The fix: a topological sort with a tier model. Functions emit first (referenced by everything), then views, then stored procedures, then triggers. Inside a tier, alphabetical. Cycles get flagged as a warning — cycles in views/functions are usually a real bug, not something to silently rearrange. The workflow renders the inferred dependency graph as a Mermaid diagram in the job summary so reviewers can spot accidental cycles before they hit QA.
11. SQL Validation
After generation, every script goes through the 31-check self-validation. Critical errors block the PR. Warnings are flagged but don't block.
12–15. File Writing, Security Audit, Role Permissions, Project File Update
Generated scripts are written to the Migration/ folder. The workflow audits security permissions, detects new schemas and auto-grants CI/CD role permissions, and updates the Visual Studio project file (.sqlproj) with wildcard patterns for new schema directories.
16–17. Deleted File Cleanup and Commit
The .sqlproj is synced for deleted files (stale <Build Include> entries get removed), and all changes are committed directly to the PR branch. If the push is rejected because another bot commit landed first, the workflow fetches and rebases automatically, retrying up to 3 times.
18. PR Comment
A detailed comment is posted showing validation status, script names, impact analysis, dependency warnings, and what was generated. The reviewer sees everything without having to run anything manually.
The 31-Check Self-Validation
Early versions of the workflow had basic validation — check for a PRIMARY KEY, verify BEGIN/END matching, confirm data types have lengths. That caught the obvious mistakes. But production taught me that the subtle mistakes were the expensive ones.

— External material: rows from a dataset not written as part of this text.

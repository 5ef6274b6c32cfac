use axum::{extract::State, routing::post, Json, Router};

use crate::auth::{hash_password, AppState, CurrentUser, USER_TYPE_CUSTOMER, USER_TYPE_RESTAURANT};
use crate::constants::MIN_PASSWORD_LENGTH;
use crate::database::{execute_query, fetch_one, insert_returning_id, queries, DbConn};
use crate::error::{AppError, AppResult};
use crate::models::{
    CustomerSignupRequest, RestaurantSignupRequest, UpdateLocationRequest, UserResponse,
};
use crate::utils::distance::Coordinate;
use crate::utils::geocoding::geocode_address;

pub fn router() -> Router<AppState> {
    Router::new()
        .route("/user/signup/customer", post(signup_customer))
        .route("/user/signup/restaurant", post(signup_restaurant))
        .route("/user/get", post(get_user))
        .route("/user/location", post(update_location))
}

fn map_user_row(row: &rusqlite::Row) -> rusqlite::Result<UserResponse> {
    Ok(UserResponse {
        id: row.get(0)?,
        name: row.get(1)?,
        email: row.get(2)?,
        user_type: row.get(3)?,
        address: row.get(4)?,
        latitude: row.get(5)?,
        longitude: row.get(6)?,
        is_active: row.get::<_, i32>(7)? != 0,
        created_at: row.get(8)?,
    })
}

fn validate_signup(name: &str, email: &str, password: &str) -> AppResult<()> {
    if name.trim().is_empty() {
        return Err(AppError::Validation("Name must not be empty".to_string()));
    }

    if !email.contains('@') {
        return Err(AppError::Validation("Invalid email address".to_string()));
    }

    if password.len() < MIN_PASSWORD_LENGTH {
        return Err(AppError::Validation(
            "Password must be at least 8 characters".to_string(),
        ));
    }

    Ok(())
}

fn validate_coordinate(latitude: f64, longitude: f64) -> AppResult<()> {
    if !(-90.0..=90.0).contains(&latitude) {
        return Err(AppError::Validation(
            "Latitude must be between -90 and 90".to_string(),
        ));
    }

    if !(-180.0..=180.0).contains(&longitude) {
        return Err(AppError::Validation(
            "Longitude must be between -180 and 180".to_string(),
        ));
    }

    Ok(())
}

fn insert_user(
    conn: &DbConn,
    name: &str,
    email: &str,
    password: &str,
    user_type: &str,
    address: Option<&str>,
    coordinate: Option<Coordinate>,
) -> AppResult<UserResponse> {
    let existing = fetch_one(conn, queries::users::SELECT_ID_BY_EMAIL, &[&email], |row| {
        row.get::<_, i64>(0)
    })?;

    if existing.is_some() {
        return Err(AppError::BadRequest("Email already registered".to_string()));
    }

    let hashed = hash_password(password)
        .map_err(|e| AppError::Internal(format!("Failed to hash password: {}", e)))?;

    let latitude = coordinate.map(|c| c.latitude);
    let longitude = coordinate.map(|c| c.longitude);

    let user_id = insert_returning_id(
        conn,
        queries::users::INSERT,
        &[
            &name, &email, &hashed, &user_type, &address, &latitude, &longitude,
        ],
    )?;

    fetch_one(conn, queries::users::SELECT_BY_ID, &[&user_id], map_user_row)?
        .ok_or_else(|| AppError::Internal("Failed to create user".to_string()))
}

async fn signup_customer(
    State(state): State<AppState>,
    Json(request): Json<CustomerSignupRequest>,
) -> AppResult<Json<UserResponse>> {
    validate_signup(&request.name, &request.email, &request.password)?;

    let coordinate = Coordinate::from_parts(request.latitude, request.longitude);
    if let Some(c) = coordinate {
        validate_coordinate(c.latitude, c.longitude)?;
    }

    let conn = state.pool.get().map_err(AppError::Pool)?;
    let user = insert_user(
        &conn,
        request.name.trim(),
        &request.email,
        &request.password,
        USER_TYPE_CUSTOMER,
        None,
        coordinate,
    )?;

    Ok(Json(user))
}

async fn signup_restaurant(
    State(state): State<AppState>,
    Json(request): Json<RestaurantSignupRequest>,
) -> AppResult<Json<UserResponse>> {
    validate_signup(&request.name, &request.email, &request.password)?;

    if request.address.trim().is_empty() {
        return Err(AppError::Validation(
            "Address must not be empty".to_string(),
        ));
    }

    let mut coordinate = Coordinate::from_parts(request.latitude, request.longitude);
    if let Some(c) = coordinate {
        validate_coordinate(c.latitude, c.longitude)?;
    }

    // Without an explicit coordinate, geocode the street address off the
    // runtime; failure leaves the restaurant unlocated (and hidden from
    // distance-sorted feeds until a coordinate is set).
    if coordinate.is_none() {
        let geo_config = state.config.geocoding.clone();
        let address = request.address.clone();
        coordinate = tokio::task::spawn_blocking(move || geocode_address(&geo_config, &address))
            .await
            .unwrap_or(None);
    }

    let conn = state.pool.get().map_err(AppError::Pool)?;
    let user = insert_user(
        &conn,
        request.name.trim(),
        &request.email,
        &request.password,
        USER_TYPE_RESTAURANT,
        Some(request.address.trim()),
        coordinate,
    )?;

    Ok(Json(user))
}

async fn get_user(
    State(state): State<AppState>,
    current_user: CurrentUser,
) -> AppResult<Json<UserResponse>> {
    let conn = state.pool.get().map_err(AppError::Pool)?;

    let user = fetch_one(
        &conn,
        queries::users::SELECT_BY_ID,
        &[&current_user.id],
        map_user_row,
    )?
    .ok_or_else(|| AppError::NotFound("User not found".to_string()))?;

    Ok(Json(user))
}

async fn update_location(
    State(state): State<AppState>,
    current_user: CurrentUser,
    Json(request): Json<UpdateLocationRequest>,
) -> AppResult<Json<UserResponse>> {
    validate_coordinate(request.latitude, request.longitude)?;

    let conn = state.pool.get().map_err(AppError::Pool)?;

    execute_query(
        &conn,
        queries::users::UPDATE_COORDINATE,
        &[&request.latitude, &request.longitude, &current_user.id],
    )?;

    let user = fetch_one(
        &conn,
        queries::users::SELECT_BY_ID,
        &[&current_user.id],
        map_user_row,
    )?
    .ok_or_else(|| AppError::NotFound("User not found".to_string()))?;

    Ok(Json(user))
}
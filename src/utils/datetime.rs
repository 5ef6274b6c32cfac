use chrono::{DateTime, NaiveDateTime, Utc};

pub fn parse_datetime(dt_str: &str) -> Option<DateTime<Utc>> {
    // Try ISO 8601 format first
    if let Ok(dt) = DateTime::parse_from_rfc3339(dt_str) {
        return Some(dt.with_timezone(&Utc));
    }

    // Try common formats
    let formats = ["%Y-%m-%dT%H:%M:%S", "%Y-%m-%d %H:%M:%S", "%Y-%m-%d"];

    let clean_str = dt_str.replace('Z', "");
    for fmt in &formats {
        if let Ok(naive) = NaiveDateTime::parse_from_str(&clean_str, fmt) {
            return Some(DateTime::from_naive_utc_and_offset(naive, Utc));
        }
    }

    None
}

pub fn format_datetime(dt: &DateTime<Utc>) -> String {
    dt.to_rfc3339()
}
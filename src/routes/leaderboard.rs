use axum::{routing::post, Json, Router};

use crate::auth::AppState;
use crate::error::AppResult;
use crate::models::{LeaderboardEntry, LeaderboardResponse};

pub fn router() -> Router<AppState> {
    Router::new().route("/leaderboard/list", post(list_leaderboard))
}

// Community-wide seed standings; refreshed out of band.
const CUSTOMER_STANDINGS: [(&str, &str, i64, i64); 10] = [
    ("Emma Johnson", "Seattle, WA", 4250, 85),
    ("Marcus Chen", "Portland, OR", 3840, 76),
    ("Sophia Rodriguez", "San Francisco, CA", 3620, 72),
    ("Jamal Williams", "Chicago, IL", 3175, 63),
    ("Priya Patel", "Austin, TX", 2990, 60),
    ("Noah Kim", "New York, NY", 2840, 57),
    ("Lena Müller", "Denver, CO", 2720, 54),
    ("David Thompson", "Boston, MA", 2580, 52),
    ("Maria Garcia", "Los Angeles, CA", 2430, 49),
    ("Kevin O'Brien", "Minneapolis, MN", 2250, 45),
];

const RESTAURANT_STANDINGS: [(&str, &str, i64, i64); 10] = [
    ("Green Table Bistro", "Seattle, WA", 12450, 249),
    ("Sustainable Eats", "Portland, OR", 11280, 226),
    ("Zero Waste Kitchen", "San Francisco, CA", 10750, 215),
    ("Fresh & Conscious", "Austin, TX", 9840, 197),
    ("Eco Bites", "Chicago, IL", 9370, 187),
    ("The Mindful Plate", "New York, NY", 8920, 178),
    ("Harvest Community", "Boston, MA", 8450, 169),
    ("Conscious Cuisine", "Denver, CO", 7980, 160),
    ("Planet Friendly Foods", "Los Angeles, CA", 7540, 151),
    ("Green Gourmet", "Minneapolis, MN", 7120, 142),
];

fn to_entries(standings: &[(&str, &str, i64, i64)]) -> Vec<LeaderboardEntry> {
    standings
        .iter()
        .enumerate()
        .map(|(index, (name, location, points, food_saved_kg))| LeaderboardEntry {
            rank: index as i64 + 1,
            name: name.to_string(),
            location: location.to_string(),
            points: *points,
            food_saved_kg: *food_saved_kg,
        })
        .collect()
}

async fn list_leaderboard() -> AppResult<Json<LeaderboardResponse>> {
    Ok(Json(LeaderboardResponse {
        customers: to_entries(&CUSTOMER_STANDINGS),
        restaurants: to_entries(&RESTAURANT_STANDINGS),
    }))
}

#[cfg(test)]
mod tests {
    use super::*;

    #[test]
    fn test_entries_are_ranked_and_descending_by_points() {
        let customers = to_entries(&CUSTOMER_STANDINGS);

        assert_eq!(customers.len(), 10);
        assert_eq!(customers[0].rank, 1);
        assert_eq!(customers[0].name, "Emma Johnson");

        for pair in customers.windows(2) {
            assert!(pair[0].points >= pair[1].points);
            assert_eq!(pair[1].rank, pair[0].rank + 1);
        }
    }

    #[test]
    fn test_restaurant_standings_shape() {
        let restaurants = to_entries(&RESTAURANT_STANDINGS);
        assert_eq!(restaurants.len(), 10);
        assert_eq!(restaurants[0].name, "Green Table Bistro");
        assert_eq!(restaurants[9].rank, 10);
    }
}
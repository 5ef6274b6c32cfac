use crate::database::DbConn;
use crate::error::AppResult;

/// Current schema version
pub const CURRENT_SCHEMA_VERSION: i32 = 1;

const CREATE_SCHEMA_VERSION_TABLE: &str = r#"
CREATE TABLE IF NOT EXISTS schema_version (
    version INTEGER PRIMARY KEY,
    applied_at TEXT NOT NULL
)
"#;

/// Deal images shipped after the initial schema; kept as a migration so
/// databases created before image support upgrade in place.
const CREATE_DEAL_IMAGES_TABLE: &str = r#"
CREATE TABLE IF NOT EXISTS deal_images (
    deal_id INTEGER PRIMARY KEY
  , url TEXT NOT NULL
  , created_at TEXT DEFAULT (datetime('now'))
  , FOREIGN KEY (deal_id) REFERENCES deals(id) ON DELETE CASCADE
)
"#;

const CREATE_DEAL_IMAGES_INDEX: &str =
    "CREATE INDEX IF NOT EXISTS idx_deal_images_deal ON deal_images(deal_id)";

/// Check if a table exists
fn table_exists(conn: &DbConn, table: &str) -> AppResult<bool> {
    let count: i32 = conn.query_row(
        "SELECT COUNT(*) FROM sqlite_master WHERE type='table' AND name=?",
        [table],
        |row| row.get(0),
    )?;
    Ok(count > 0)
}

/// Get current schema version from database
fn get_schema_version(conn: &DbConn) -> AppResult<i32> {
    if !table_exists(conn, "schema_version")? {
        return Ok(0);
    }

    let version: Option<i32> = conn
        .query_row("SELECT MAX(version) FROM schema_version", [], |row| {
            row.get(0)
        })
        .ok();

    Ok(version.unwrap_or(0))
}

/// Record a migration as applied
fn record_migration(conn: &DbConn, version: i32) -> AppResult<()> {
    conn.execute(
        "INSERT INTO schema_version (version, applied_at) VALUES (?, datetime('now'))",
        [version],
    )?;
    Ok(())
}

/// Run all pending migrations
pub fn run_migrations(conn: &DbConn) -> AppResult<()> {
    conn.execute_batch(CREATE_SCHEMA_VERSION_TABLE)?;

    let current_version = get_schema_version(conn)?;

    if current_version < 1 {
        migrate_v1(conn)?;
        record_migration(conn, 1)?;
    }

    Ok(())
}

/// Migration v1: deal image table and its index
fn migrate_v1(conn: &DbConn) -> AppResult<()> {
    conn.execute_batch(CREATE_DEAL_IMAGES_TABLE)?;
    conn.execute(CREATE_DEAL_IMAGES_INDEX, [])?;
    Ok(())
}

#[cfg(test)]
mod tests {
    use super::*;
    use crate::database::init_database;
    use r2d2::Pool;
    use r2d2_sqlite::SqliteConnectionManager;

    fn create_test_conn() -> DbConn {
        let manager = SqliteConnectionManager::memory().with_init(|conn| {
            conn.execute_batch("PRAGMA foreign_keys = ON")?;
            Ok(())
        });

        let pool = Pool::builder()
            .max_size(1)
            .build(manager)
            .expect("Failed to create test database pool");

        let conn = pool.get().expect("Failed to get connection from pool");
        init_database(&conn).expect("Failed to initialize test database schema");
        conn
    }

    #[test]
    fn test_migration_creates_deal_images_table() {
        let conn = create_test_conn();

        run_migrations(&conn).expect("Migration should succeed");

        assert!(
            table_exists(&conn, "deal_images").unwrap(),
            "deal_images table should exist after migration"
        );
    }

    #[test]
    fn test_migration_records_schema_version() {
        let conn = create_test_conn();

        run_migrations(&conn).expect("Migration should succeed");

        assert!(table_exists(&conn, "schema_version").unwrap());
        assert_eq!(get_schema_version(&conn).unwrap(), CURRENT_SCHEMA_VERSION);
    }

    #[test]
    fn test_migration_is_idempotent() {
        let conn = create_test_conn();

        run_migrations(&conn).expect("First migration should succeed");
        run_migrations(&conn).expect("Second migration should succeed (idempotent)");

        assert_eq!(get_schema_version(&conn).unwrap(), 1);
    }

    #[test]
    fn test_deal_images_cascade_on_deal_delete() {
        let conn = create_test_conn();
        run_migrations(&conn).expect("Migration should succeed");

        conn.execute(
            "INSERT INTO users (id, name, email, hashed_password, user_type) VALUES (1, 'r', 'r@example.com', 'x', 'restaurant')",
            [],
        )
        .unwrap();
        conn.execute(
            "INSERT INTO deals (id, restaurant_id, title, description, quantity, original_price, updated_price, pickup_start, pickup_end)
             VALUES (1, 1, 't', 'd', 1, 10.0, 5.0, '2025-06-01T17:00:00', '2025-06-01T20:00:00')",
            [],
        )
        .unwrap();
        conn.execute(
            "INSERT INTO deal_images (deal_id, url) VALUES (1, 'https://img.example/1.jpg')",
            [],
        )
        .unwrap();

        conn.execute("DELETE FROM deals WHERE id = 1", []).unwrap();

        let count: i32 = conn
            .query_row("SELECT COUNT(*) FROM deal_images", [], |row| row.get(0))
            .unwrap();
        assert_eq!(count, 0, "deal image rows should cascade with the deal");
    }
}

The current validation is a 31-check self-validation checklist embedded directly in SKILL.md. Claude must verify every check passes before it emits a response. If any check fails, it fixes the issue before responding. The checks are split into two categories:
Core Checks (1–12)
# | Check |
1 | BEGIN/END matching — every BEGIN has a corresponding END |
2 | GO separators between DDL batches; never inside a BEGIN…END block |
3 | Valid data types with length/precision — no bare VARCHAR() or DECIMAL |
4 | Correct filename format for both V__ and R__ migrations |
5 | Permission placement — object-level GRANTs only in repeatable, schema-level only in version |
6 | No duplicate objects — each CREATE/ALTER appears only once |
7 | Idempotent guards on all version migration objects |
8 | CREATE OR ALTER for all repeatable objects |
9 | No SSDT variable syntax remains — all $(...) replaced with plain database names |
10 | Reference data inserts use per-row guards, not a single wrapping IF NOT EXISTS |
11 | Index options: FILLFACTOR, ONLINE, RESUMABLE, OPTIMIZE_FOR_SEQUENTIAL_KEY where applicable |
12 | Security constraints — no GRANT to unauthorized roles, no DROP SCHEMA, no TRUNCATE TABLE |
SSDT Anti-Pattern Checks (13–31)
# | Check |
13 | No deprecated TEXT, NTEXT, or IMAGE data types |
14 | No @@IDENTITY — use SCOPE_IDENTITY() |
15 | No SELECT * in stored procedures (except in EXISTS) |
16 | No deprecated = / = join syntax |
17 | SET NOCOUNT ON in all stored procedures |
18 | TRY-CATCH with ROLLBACK for all transaction blocks |
19 | Dynamic SQL uses sp_executesql with parameters, never EXEC(@variable) |
20 | No cursors — use set-based operations |
21 | SARGable predicates — no functions applied to columns in WHERE clauses |
22 | No sp_ prefix on stored procedures |
23 | No leading wildcard LIKE '%value' patterns |
24 | CHAR(1)/CHAR(2) instead of VARCHAR(1)/VARCHAR(2) |
25 | No MERGE statements |
26 | OPTIMIZE_FOR_SEQUENTIAL_KEY on IDENTITY PKs |
27 | Covering indexes with proper key vs. INCLUDE column placement |
28 | SET XACT_ABORT ON with all transactions |
29 | Schema qualification on all object references |
30 | Explicit INSERT column lists — never bare VALUES |
31 | EXISTS instead of COUNT(*) > 0 for existence checks |
Critical errors block the PR. The engineer sees exactly what failed in a PR comment. Warnings are flagged but don't block. This is the guardrail layer — AI-generated scripts need validation, not blind trust. And in v2.2, the same ruleset is enforced again externally by the static analyzer described above — so even if Claude's self-check missed something, the analyzer catches it before merge.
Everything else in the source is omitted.